4) Presuming we eventually defeat ISIS in Iraq, how do we prevent the country from turning into an Iranian proxy and feeding the Sunni alienation that feeds the growth of groups like ISIS in the first place?

5) Surely, four years on and with over 200,000 dead, it was a mistake not to intervene in Syria to support democratic tendencies right at the beginning of the Syrian uprising in 2011? The lesson of Iraq was that intervention can have horrendous and bloody consequences. Isn’t the lesson of Syria that inaction can have a similar cost? And why isn’t Britain doing more to help Syrian asylum seekers?

James Bloodworth is the editor of Left Foot Forward. Follow him on Twitter

8 Responses to “Five foreign policy questions for the party leaders”

  1. damon

    As our election is just PR spun joke, what’s the point of complicating it further by asking about foreign policy issues?
    What to do with Russia if it causes trouble in the Baltic states is a really difficult issue.
    It would probably start with Russian minority grievances within those countries, stoked up by Russia itself, but deniable in the bare faced way that Russia does it.

    As for Syria, Iraq and the region – it’s been shown that western power is limited.
    Even the American ”surge” came to nothing in Iraq in the end. And they lost so many people in the process. Maybe there’s a bit of a colonialist ”white man’s burden” idea that we can do much in the region when people there have a different idea.
    Maybe a few points about what we possibly might do that could do some good would be a start.
    Like trying to rehabilitate Assad perhaps? Maybe not. There will be so much repercussion about the violence that has happened, that peace and prosperity might be pretty impossible in the near future.

  2. Guest

    The wars in the region have of course gone fine, it’s the peace which is the problem, due in no small part to American mismanagement of that.

    And yea, our evil democracy blah blah.

  3. damon

    You’re the one using the word evil. I just call it a joke.
    See Thursday night’s pretend debate as an example.

  4. Guest

    Exactly, I’m *not* being PC. So sorry.

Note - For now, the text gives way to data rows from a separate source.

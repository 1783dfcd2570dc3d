//! HTTP handlers for the catalog

use axum::{
    Json, Router,
    extract::{Query, State},
    http::StatusCode,
    response::IntoResponse,
    routing::get,
};
use axum_helpers::{
    UuidPath, ValidatedJson,
    errors::responses::{
        BadRequestResponse, BadRequestUuidResponse, BadRequestValidationResponse,
        InternalServerErrorResponse, NotFoundResponse,
    },
};
use std::sync::Arc;
use utoipa::OpenApi;

use crate::error::SpectacleResult;
use crate::models::{
    Category, CreateSpectacle, DeleteResponse, Gender, Spectacle, SpectacleQuery, UpdateSpectacle,
};
use crate::repository::SpectacleRepository;
use crate::service::SpectacleService;

/// OpenAPI documentation for the catalog
#[derive(OpenApi)]
#[openapi(
    paths(
        list_spectacles,
        create_spectacle,
        get_spectacle,
        update_spectacle,
        delete_spectacle,
    ),
    components(
        schemas(Spectacle, CreateSpectacle, UpdateSpectacle, Gender, Category, DeleteResponse),
        responses(
            BadRequestResponse,
            BadRequestValidationResponse,
            BadRequestUuidResponse,
            NotFoundResponse,
            InternalServerErrorResponse
        )
    ),
    tags(
        (name = "Spectacles", description = "Catalog of frames and lenses")
    )
)]
pub struct ApiDoc;

pub fn router<R: SpectacleRepository + 'static>(service: Arc<SpectacleService<R>>) -> Router {
    Router::new()
        .route("/", get(list_spectacles).post(create_spectacle))
        .route(
            "/{id}",
            get(get_spectacle)
                .put(update_spectacle)
                .delete(delete_spectacle),
        )
        .with_state(service)
}

/// List spectacles matching every given filter
#[utoipa::path(
    get,
    path = "",
    tag = "Spectacles",
    params(SpectacleQuery),
    responses(
        (status = 200, description = "Matching spectacles", body = Vec<Spectacle>),
        (status = 400, response = BadRequestResponse),
        (status = 500, response = InternalServerErrorResponse)
    )
)]
async fn list_spectacles<R: SpectacleRepository>(
    State(service): State<Arc<SpectacleService<R>>>,
    Query(query): Query<SpectacleQuery>,
) -> SpectacleResult<Json<Vec<Spectacle>>> {
    Ok(Json(service.list_spectacles(query).await?))
}

/// Add a spectacle to the catalog
#[utoipa::path(
    post,
    path = "",
    tag = "Spectacles",
    request_body = CreateSpectacle,
    responses(
        (status = 201, description = "Spectacle created", body = Spectacle),
        (status = 400, response = BadRequestResponse),
        (status = 500, response = InternalServerErrorResponse)
    )
)]
async fn create_spectacle<R: SpectacleRepository>(
    State(service): State<Arc<SpectacleService<R>>>,
    ValidatedJson(input): ValidatedJson<CreateSpectacle>,
) -> SpectacleResult<impl IntoResponse> {
    let spectacle = service.create_spectacle(input).await?;
    Ok((StatusCode::CREATED, Json(spectacle)))
}

#[utoipa::path(
    get,
    path = "/{id}",
    tag = "Spectacles",
    params(
        ("id" = Uuid, Path, description = "Spectacle ID")
    ),
    responses(
        (status = 200, description = "Spectacle found", body = Spectacle),
        (status = 400, response = BadRequestUuidResponse),
        (status = 404, response = NotFoundResponse),
        (status = 500, response = InternalServerErrorResponse)
    )
)]
async fn get_spectacle<R: SpectacleRepository>(
    State(service): State<Arc<SpectacleService<R>>>,
    UuidPath(id): UuidPath,
) -> SpectacleResult<Json<Spectacle>> {
    Ok(Json(service.get_spectacle(id).await?))
}

/// Merge the given fields into a spectacle
#[utoipa::path(
    put,
    path = "/{id}",
    tag = "Spectacles",
    params(
        ("id" = Uuid, Path, description = "Spectacle ID")
    ),
    request_body = UpdateSpectacle,
    responses(
        (status = 200, description = "Spectacle updated", body = Spectacle),
        (status = 400, response = BadRequestValidationResponse),
        (status = 404, response = NotFoundResponse),
        (status = 500, response = InternalServerErrorResponse)
    )
)]
async fn update_spectacle<R: SpectacleRepository>(
    State(service): State<Arc<SpectacleService<R>>>,
    UuidPath(id): UuidPath,
    ValidatedJson(input): ValidatedJson<UpdateSpectacle>,
) -> SpectacleResult<Json<Spectacle>> {
    Ok(Json(service.update_spectacle(id, input).await?))
}

#[utoipa::path(
    delete,
    path = "/{id}",
    tag = "Spectacles",
    params(
        ("id" = Uuid, Path, description = "Spectacle ID")
    ),
    responses(
        (status = 200, description = "Spectacle deleted", body = DeleteResponse),
        (status = 400, response = BadRequestUuidResponse),
        (status = 404, response = NotFoundResponse),
        (status = 500, response = InternalServerErrorResponse)
    )
)]
async fn delete_spectacle<R: SpectacleRepository>(
    State(service): State<Arc<SpectacleService<R>>>,
    UuidPath(id): UuidPath,
) -> SpectacleResult<Json<DeleteResponse>> {
    service.delete_spectacle(id).await?;
    Ok(Json(DeleteResponse {
        message: "Spectacle deleted successfully".to_string(),
    }))
}
//! Spectacles API - storefront REST server

use axum_helpers::JwtAuth;
use axum_helpers::server::{create_production_app, create_router, health_router};
use core_config::tracing::{init_tracing, install_color_eyre};
use database::common::RetryConfig;
use email::NotificationService;
use std::time::Duration;
use tracing::info;

mod api;
mod config;
mod openapi;
mod state;

use config::Config;
use state::AppState;

#[tokio::main]
async fn main() -> eyre::Result<()> {
    install_color_eyre();

    let config = Config::from_env()?;
    init_tracing(&config.environment);

    let mongo_client =
        database::mongodb::connect_with_retry(&config.mongodb, RetryConfig::default()).await?;
    let db = mongo_client.database(&config.mongodb.database);

    let notifications = NotificationService::from_env()?;
    let jwt = JwtAuth::new(&config.jwt);

    let state = AppState {
        config: config.clone(),
        mongo_client,
        db,
        jwt,
        notifications,
    };

    api::init_indexes(&state).await?;

    let router = create_router::<openapi::ApiDoc>(api::routes(&state), &state.config.cors);
    let app = router
        .merge(health_router(state.config.app))
        .merge(api::health::router(state.mongo_client.clone()));

    info!(
        name = state.config.app.name,
        version = state.config.app.version,
        "Starting Spectacles API on port {}",
        state.config.server.port
    );

    create_production_app(
        app,
        &state.config.server,
        Duration::from_secs(30),
        async move {
            info!("Shutting down: closing MongoDB connections");
            drop(state.mongo_client);
            info!("MongoDB connection closed");
        },
    )
    .await
    .map_err(|e| eyre::eyre!("Server error: {}", e))?;

    info!("Spectacles API shutdown complete");
    Ok(())
}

    And of course you don’t like debates, and think there’s this conspiracy rigging them. Right.

  5. steroflex

    Traditionally it has been the right that has been the hawks. Very well done for noticing that we are like Batman’s parents coming back to the posh hotel after the performance. And we all know what happened to them…

  6. Leon Wolfeson

    We didn’t intervene in Syria. Oops.

  7. paulcanning

    Here is a truly terrifying scenario for what could happen in the Baltics

    Involves a russian nuclear first strike – which Russia has as military policy, they say they can do it. Why people would just dismiss any of this as ‘impossible’ just defeats me.

  8. Leon Wolfeson

    So you’re not even remotely aware of Article 5’s function and how countries respond, I see.
    There’s no way any NATO country can stall another’s response under Article 5.

    As for Russia threatening nuclear first-strikes, if they want to ensure that China turns on them and takes Siberia, I can’t think of a better way to do it. Meanwhile, Greece is dealing with Russia ONLY because of brinkmanship from a few EU nations. The Greek armed forces wouldn’t stand for any kind of military collusion, of course.

    And nuclear fire on a NATO member in the American nuclear weapons sharing program would be returned even before it struck.